Not so in me, who am ruled only by my heart,

only by what I think; who me commands is me.

You, aristocratic blossom; and I plebian floret.

You have it all with you and you owe it all to all,

While I, my nothing to no one do I owe.)

These lines offer an example of her commitment to freedom from prescribed roles for women. Burgos wrote and published her second collection of poetry, Canción de la verdad sencilla (Song of the Simple Truth), in 1939. Her third and final collection of poetry, El mar y tú (The Sea and You), was published posthumously in 1954. In January 1940, Burgos left Puerto Rico for New York where she stayed for six month. She then moved to Havana where she lived for two years before returning to New York in 1942. Several factors influenced her decision to leave Puerto Rico in 1940. The turn in Puerto Rican politics away from the nationalist and independence movement was one of the reasons. Also, many Puerto Rican writers, artists and musicians left for New York in those years in search of a wider audience, publishing houses, recording studios and greater opportunities to continue to develop their craft. Julia de Burgos wanted to be a part of this.

From late 1942 until her death, Burgos lived in New York where she struggled to make a living as a writer. She wrote for the Spanish-language weekly Pueblos Hispanos from 1943 to 1944, further developing her political voice. However, her journalism shows her political commitment to radical democracy and the struggle for immigrant and Puerto Rican rights and her advocacy of solidarity with Harlem’s African American community. In addition, these writings as well as her poetry reveal her understanding of cultural identity as fluid and unbound by national territory. While in the hospital months before her death, she wrote her two final poems in English, “Farewell in Welfare Island,” and “The Sun in Welfare Island,” describing the condition of exile and her sense of seclusion and desolation. These poems can be read as precursors to the literature of Nuyorican and U.S. Latina/o writers of the 1970s in both theme and emotional intonation.

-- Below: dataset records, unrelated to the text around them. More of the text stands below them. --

/*
 * SPDX-License-Identifier: Apache-2.0
 * Copyright 2025 ByteDance and/or its affiliates.
 */

use thiserror::Error;

use crate::{FieldKind, FieldTuple};

#[derive(Debug, Error, PartialEq, Eq)]
pub enum FieldError {
    #[error("metric {metric} expects {expected} field values, got {actual}")]
    Arity {
        metric: String,
        expected: usize,
        actual: usize,
    },
    #[error("field {field} of metric {metric} expects {expected:?} value, got {actual:?}")]
    Kind {
        metric: String,
        field: String,
        expected: FieldKind,
        actual: FieldKind,
    },
}

#[derive(Debug, Error, PartialEq, Eq)]
pub enum CallbackError {
    #[error("metric {0} can only be set by its trigger while the scope is refreshing")]
    NotInTrigger(String),
    #[error(transparent)]
    InvalidFields(#[from] FieldError),
    #[error("cell {fields} of metric {metric} was set twice in one refresh")]
    DuplicateCell { metric: String, fields: FieldTuple },
    #[error("timestamp {timestamp} is older than the reset timestamp {reset}")]
    TimestampBeforeReset { timestamp: i64, reset: i64 },
}

#[derive(Debug, Error, PartialEq, Eq)]
pub enum TriggerError {
    #[error("a trigger should own at least one metric")]
    NoMetrics,
}
/*
 * SPDX-License-Identifier: Apache-2.0
 * Copyright 2025 ByteDance and/or its affiliates.
 */

use std::sync::Arc;

use parking_lot::RwLockReadGuard;

use super::CallbackMetric;
use super::graph::{REGISTRATION, ScopeGraph};
use super::scope::CallbackScope;
use crate::{CellValue, CellView};

/// One pass of a collector over callback metrics.
///
/// Every scope is refreshed at most once per session, so metrics sharing a
/// scope are read from the same refresh. Triggers can not be registered or
/// removed while a session is alive, but the thread owning a session may
/// start nested ones.
pub struct CollectSession {
    _registration: RwLockReadGuard<'static, ScopeGraph>,
    entered: Vec<Arc<CallbackScope>>,
}

impl CollectSession {
    pub fn begin() -> Self {
        CollectSession {
            _registration: REGISTRATION.read_recursive(),
            entered: Vec::new(),
        }
    }

    /// Visits the current values of `metric`, refreshing its scope first if
    /// this session has not done so yet.
    pub fn visit<V, F>(&mut self, metric: &CallbackMetric<V>, visit: F)
    where
        V: CellValue,
        F: FnMut(CellView<'_, V>),
    {
        let Some(scope) = metric.scope() else {
            return;
        };
        if !self.entered.iter().any(|s| Arc::ptr_eq(s, &scope)) {
            scope.enter();
            self.entered.push(scope);
        }
        metric.visit_published(visit);
    }

    /// Number of scopes refreshed or joined by this session.
    pub fn scope_count(&self) -> usize {
        self.entered.len()
    }
}

impl Drop for CollectSession {
    fn drop(&mut self) {
        for scope in &self.entered {
            scope.exit();
        }
    }
}

#[cfg(test)]
mod tests {
    use super::*;
    use std::sync::atomic::{AtomicUsize, Ordering};

    use crate::{FieldTuple, MetricInfo, TriggerBuilder};

    #[test]
    fn one_refresh_per_session() {
        let hits = CallbackMetric::<i64>::new(MetricInfo::new("/test/collect/hits"));
        let misses = CallbackMetric::<i64>::new(MetricInfo::new("/test/collect/misses"));
        let runs = Arc::new(AtomicUsize::new(0));

        let (h, m, r) = (hits.clone(), misses.clone(), runs.clone());
        let _t = TriggerBuilder::new()
            .metric(&hits)
            .metric(&misses)
            .register(move || {
                let n = r.fetch_add(1, Ordering::Relaxed) as i64;
                h.set(&FieldTuple::empty(), n)?;
                m.set(&FieldTuple::empty(), n)?;
                Ok(())
            })
            .unwrap();

        let mut session = CollectSession::begin();
        let mut values = Vec::new();
        session.visit(&hits, |v| values.push(v.value));
        session.visit(&misses, |v| values.push(v.value));
        assert_eq!(session.scope_count(), 1);
        drop(session);
        assert_eq!(values, vec![0, 0]);
        assert_eq!(runs.load(Ordering::Relaxed), 1);

        hits.for_each_cell(|v| assert_eq!(v.value, 1));
        assert_eq!(runs.load(Ordering::Relaxed), 2);
    }
}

Becoming Julia de Burgos recuperates a savvy, ambitious and influential intellectual who was a creative force both on the island and in New York. She is claimed by later generations as a beloved and inspiring icon and a fierce ancestor. There are at least two historical moments where we see a renewed interest in Julia de Burgos’s life and work. The civil rights movement of the 1960s is one of those moments. The women’s movement of that era led to a renewed interest in the poet on the island by feminist writers, artists and literary critics. The Nuyorican Movement of the 1970s led to ethnic revitalization and search for a deeper understanding of Puerto Rican history and culture that so many New York Puerto Ricans were distanced from. This coincided with first translations of some of her poems into English. As Latina feminists sought for intellectual genealogies during the women of color movement, they reclaimed Julia de Burgos as an ancestor. Julia de Burgos is remembered, reinvented and invoked in the poetry, prose, and artwork of various New York Latino writers and visual artist such as Sandra María Esteves, Mariposa and Andrea Arroyo, just to name a few. She is inscribed in the neighborhood of El Barrio in the form of murals, a cultural center named in her honor, and a street named after her. Sixty years after Julia de Burgos was found unconscious on an El Barrio street corner, she now forms part of the neighborhood’s urban landscape and cultural mythology.